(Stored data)

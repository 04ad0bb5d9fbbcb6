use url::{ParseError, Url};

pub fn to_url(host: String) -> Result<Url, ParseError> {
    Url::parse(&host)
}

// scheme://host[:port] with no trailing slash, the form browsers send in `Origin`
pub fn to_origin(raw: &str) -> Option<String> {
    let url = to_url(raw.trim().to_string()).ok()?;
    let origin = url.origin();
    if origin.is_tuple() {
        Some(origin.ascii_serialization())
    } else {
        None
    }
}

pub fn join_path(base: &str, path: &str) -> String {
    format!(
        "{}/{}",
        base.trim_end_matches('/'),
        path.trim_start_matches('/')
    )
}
* * *
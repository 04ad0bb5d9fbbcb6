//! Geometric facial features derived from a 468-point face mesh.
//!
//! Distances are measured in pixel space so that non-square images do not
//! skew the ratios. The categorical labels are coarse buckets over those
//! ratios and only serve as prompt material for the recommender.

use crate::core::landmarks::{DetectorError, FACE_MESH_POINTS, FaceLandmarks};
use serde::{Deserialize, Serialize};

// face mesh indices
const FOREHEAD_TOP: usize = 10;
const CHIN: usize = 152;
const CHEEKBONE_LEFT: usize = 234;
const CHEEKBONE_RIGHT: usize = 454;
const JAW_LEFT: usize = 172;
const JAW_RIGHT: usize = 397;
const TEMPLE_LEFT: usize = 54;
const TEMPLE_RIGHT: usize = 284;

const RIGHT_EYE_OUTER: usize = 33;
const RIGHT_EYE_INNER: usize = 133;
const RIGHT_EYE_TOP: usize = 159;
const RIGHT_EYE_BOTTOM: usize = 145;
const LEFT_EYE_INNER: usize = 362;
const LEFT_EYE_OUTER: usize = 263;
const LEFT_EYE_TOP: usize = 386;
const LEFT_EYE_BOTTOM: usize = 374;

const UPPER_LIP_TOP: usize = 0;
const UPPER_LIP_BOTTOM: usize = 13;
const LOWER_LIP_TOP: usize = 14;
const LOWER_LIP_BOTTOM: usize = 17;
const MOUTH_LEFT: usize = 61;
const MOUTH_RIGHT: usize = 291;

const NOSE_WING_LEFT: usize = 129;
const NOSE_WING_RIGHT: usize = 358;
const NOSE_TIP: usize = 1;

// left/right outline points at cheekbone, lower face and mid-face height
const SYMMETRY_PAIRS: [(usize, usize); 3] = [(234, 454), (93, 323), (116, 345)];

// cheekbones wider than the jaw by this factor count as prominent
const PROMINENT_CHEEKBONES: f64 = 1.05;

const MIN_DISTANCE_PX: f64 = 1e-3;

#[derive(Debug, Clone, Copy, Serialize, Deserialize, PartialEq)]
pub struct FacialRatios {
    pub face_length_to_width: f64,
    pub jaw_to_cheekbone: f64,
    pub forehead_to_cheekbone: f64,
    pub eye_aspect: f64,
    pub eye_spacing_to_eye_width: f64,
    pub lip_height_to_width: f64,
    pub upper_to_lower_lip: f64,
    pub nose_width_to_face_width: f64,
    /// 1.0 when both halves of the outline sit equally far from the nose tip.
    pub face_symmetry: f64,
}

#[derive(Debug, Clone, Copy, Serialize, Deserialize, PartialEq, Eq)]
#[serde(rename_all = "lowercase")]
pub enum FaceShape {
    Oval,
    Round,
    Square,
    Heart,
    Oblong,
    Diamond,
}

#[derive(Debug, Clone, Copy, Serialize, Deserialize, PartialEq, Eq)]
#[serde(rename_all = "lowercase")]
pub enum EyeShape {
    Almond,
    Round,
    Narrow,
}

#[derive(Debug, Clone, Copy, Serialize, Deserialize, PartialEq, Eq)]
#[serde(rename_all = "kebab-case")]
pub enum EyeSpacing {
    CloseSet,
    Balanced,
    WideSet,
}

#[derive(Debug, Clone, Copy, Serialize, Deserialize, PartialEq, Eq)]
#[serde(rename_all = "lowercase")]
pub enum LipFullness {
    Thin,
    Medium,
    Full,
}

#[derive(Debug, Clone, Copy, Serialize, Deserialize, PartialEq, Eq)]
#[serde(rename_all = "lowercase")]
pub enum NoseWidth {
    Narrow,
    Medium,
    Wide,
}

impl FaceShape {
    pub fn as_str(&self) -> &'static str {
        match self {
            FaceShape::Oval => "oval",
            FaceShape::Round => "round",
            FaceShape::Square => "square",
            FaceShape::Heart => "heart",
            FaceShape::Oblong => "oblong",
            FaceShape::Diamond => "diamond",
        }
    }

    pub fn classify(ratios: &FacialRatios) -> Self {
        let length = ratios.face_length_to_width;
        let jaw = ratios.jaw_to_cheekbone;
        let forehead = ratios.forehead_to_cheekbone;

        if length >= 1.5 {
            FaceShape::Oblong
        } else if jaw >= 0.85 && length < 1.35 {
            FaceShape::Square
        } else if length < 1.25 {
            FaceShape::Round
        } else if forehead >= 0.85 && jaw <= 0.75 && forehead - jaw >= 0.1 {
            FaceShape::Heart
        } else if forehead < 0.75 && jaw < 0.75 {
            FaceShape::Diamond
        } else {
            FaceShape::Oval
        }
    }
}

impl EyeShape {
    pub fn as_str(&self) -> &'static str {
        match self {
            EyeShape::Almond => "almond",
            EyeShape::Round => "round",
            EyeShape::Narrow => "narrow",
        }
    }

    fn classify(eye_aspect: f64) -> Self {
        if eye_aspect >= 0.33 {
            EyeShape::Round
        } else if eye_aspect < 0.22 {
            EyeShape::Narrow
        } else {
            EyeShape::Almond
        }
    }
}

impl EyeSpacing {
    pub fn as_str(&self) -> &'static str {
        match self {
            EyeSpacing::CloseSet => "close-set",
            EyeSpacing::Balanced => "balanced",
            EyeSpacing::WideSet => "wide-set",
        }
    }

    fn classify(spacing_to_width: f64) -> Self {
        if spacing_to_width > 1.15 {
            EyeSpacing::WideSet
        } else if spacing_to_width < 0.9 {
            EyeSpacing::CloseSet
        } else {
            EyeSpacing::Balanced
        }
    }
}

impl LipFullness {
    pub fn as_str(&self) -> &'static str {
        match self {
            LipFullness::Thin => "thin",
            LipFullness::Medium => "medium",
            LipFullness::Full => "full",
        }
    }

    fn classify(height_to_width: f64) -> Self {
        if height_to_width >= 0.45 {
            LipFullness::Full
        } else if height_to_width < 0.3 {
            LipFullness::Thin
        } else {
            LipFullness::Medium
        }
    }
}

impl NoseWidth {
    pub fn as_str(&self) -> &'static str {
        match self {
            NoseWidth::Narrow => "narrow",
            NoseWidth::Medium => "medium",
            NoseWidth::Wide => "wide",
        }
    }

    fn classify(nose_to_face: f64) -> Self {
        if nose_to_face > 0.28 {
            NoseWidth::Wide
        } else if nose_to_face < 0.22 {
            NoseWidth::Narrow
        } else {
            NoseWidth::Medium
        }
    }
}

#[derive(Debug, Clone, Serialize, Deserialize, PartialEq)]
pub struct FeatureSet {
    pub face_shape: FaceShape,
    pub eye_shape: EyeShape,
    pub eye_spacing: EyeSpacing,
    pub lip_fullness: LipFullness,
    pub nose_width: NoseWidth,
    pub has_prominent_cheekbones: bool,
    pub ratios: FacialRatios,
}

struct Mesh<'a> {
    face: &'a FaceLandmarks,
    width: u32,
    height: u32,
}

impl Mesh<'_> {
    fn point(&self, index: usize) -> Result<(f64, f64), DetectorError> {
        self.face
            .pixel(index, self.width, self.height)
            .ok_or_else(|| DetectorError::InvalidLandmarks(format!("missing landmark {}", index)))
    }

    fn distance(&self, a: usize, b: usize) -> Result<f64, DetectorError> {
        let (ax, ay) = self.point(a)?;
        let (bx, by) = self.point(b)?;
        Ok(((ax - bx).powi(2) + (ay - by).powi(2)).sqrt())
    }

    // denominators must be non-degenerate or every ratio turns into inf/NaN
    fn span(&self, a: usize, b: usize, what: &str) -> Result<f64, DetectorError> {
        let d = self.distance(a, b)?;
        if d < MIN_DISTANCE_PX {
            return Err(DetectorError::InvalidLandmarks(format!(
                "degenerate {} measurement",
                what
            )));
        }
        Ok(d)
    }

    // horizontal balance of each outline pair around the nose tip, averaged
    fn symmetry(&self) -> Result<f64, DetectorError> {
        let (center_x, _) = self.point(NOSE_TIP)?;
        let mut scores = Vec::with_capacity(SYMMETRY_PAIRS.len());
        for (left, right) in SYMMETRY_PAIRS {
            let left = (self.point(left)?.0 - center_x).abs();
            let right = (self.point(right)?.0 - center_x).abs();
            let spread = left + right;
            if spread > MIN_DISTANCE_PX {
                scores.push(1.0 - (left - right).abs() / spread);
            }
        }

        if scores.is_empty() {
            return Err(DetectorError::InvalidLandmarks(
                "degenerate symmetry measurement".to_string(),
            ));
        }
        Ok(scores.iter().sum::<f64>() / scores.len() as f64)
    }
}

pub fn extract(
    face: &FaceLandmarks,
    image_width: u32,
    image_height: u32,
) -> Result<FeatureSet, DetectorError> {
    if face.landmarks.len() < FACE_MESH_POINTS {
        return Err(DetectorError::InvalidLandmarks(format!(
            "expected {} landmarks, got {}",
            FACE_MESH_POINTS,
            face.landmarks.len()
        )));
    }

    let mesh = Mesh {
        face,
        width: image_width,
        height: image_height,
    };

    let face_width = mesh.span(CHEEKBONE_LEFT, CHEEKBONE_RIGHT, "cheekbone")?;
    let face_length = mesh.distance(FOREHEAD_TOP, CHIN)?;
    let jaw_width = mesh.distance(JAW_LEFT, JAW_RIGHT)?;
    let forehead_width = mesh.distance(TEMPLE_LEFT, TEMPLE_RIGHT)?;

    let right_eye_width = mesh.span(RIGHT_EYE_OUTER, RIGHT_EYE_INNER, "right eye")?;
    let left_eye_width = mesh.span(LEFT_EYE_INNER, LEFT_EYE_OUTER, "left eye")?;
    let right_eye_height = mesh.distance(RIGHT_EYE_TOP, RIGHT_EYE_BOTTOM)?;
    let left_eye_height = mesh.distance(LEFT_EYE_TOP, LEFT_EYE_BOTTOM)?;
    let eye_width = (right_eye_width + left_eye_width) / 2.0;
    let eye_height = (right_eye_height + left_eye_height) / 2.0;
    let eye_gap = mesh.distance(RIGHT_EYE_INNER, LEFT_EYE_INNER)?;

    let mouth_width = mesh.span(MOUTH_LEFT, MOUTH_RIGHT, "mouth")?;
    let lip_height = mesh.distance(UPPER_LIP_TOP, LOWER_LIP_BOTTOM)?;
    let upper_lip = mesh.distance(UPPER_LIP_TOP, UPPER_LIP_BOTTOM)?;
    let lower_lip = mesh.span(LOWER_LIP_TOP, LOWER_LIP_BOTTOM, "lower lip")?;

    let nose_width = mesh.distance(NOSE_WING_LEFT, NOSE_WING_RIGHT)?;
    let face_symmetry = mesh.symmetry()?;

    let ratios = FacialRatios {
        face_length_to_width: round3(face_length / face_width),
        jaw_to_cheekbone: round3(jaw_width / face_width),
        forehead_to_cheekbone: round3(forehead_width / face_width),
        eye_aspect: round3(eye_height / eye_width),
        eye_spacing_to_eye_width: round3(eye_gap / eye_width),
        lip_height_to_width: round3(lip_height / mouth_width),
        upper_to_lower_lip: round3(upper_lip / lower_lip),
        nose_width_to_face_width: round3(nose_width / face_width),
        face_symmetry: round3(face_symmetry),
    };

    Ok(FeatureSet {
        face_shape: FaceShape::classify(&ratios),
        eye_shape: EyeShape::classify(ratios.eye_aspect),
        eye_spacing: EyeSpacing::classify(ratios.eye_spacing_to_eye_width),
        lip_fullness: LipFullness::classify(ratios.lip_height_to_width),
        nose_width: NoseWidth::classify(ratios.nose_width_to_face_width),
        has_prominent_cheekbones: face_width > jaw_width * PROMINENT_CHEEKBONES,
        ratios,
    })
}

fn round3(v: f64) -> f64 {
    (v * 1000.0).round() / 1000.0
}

**Problem to work on**
Find each line in the data above with the word "Oblong", then copy it.

**Answer space**
    Oblong,
            FaceShape::Oblong => "oblong",
            FaceShape::Oblong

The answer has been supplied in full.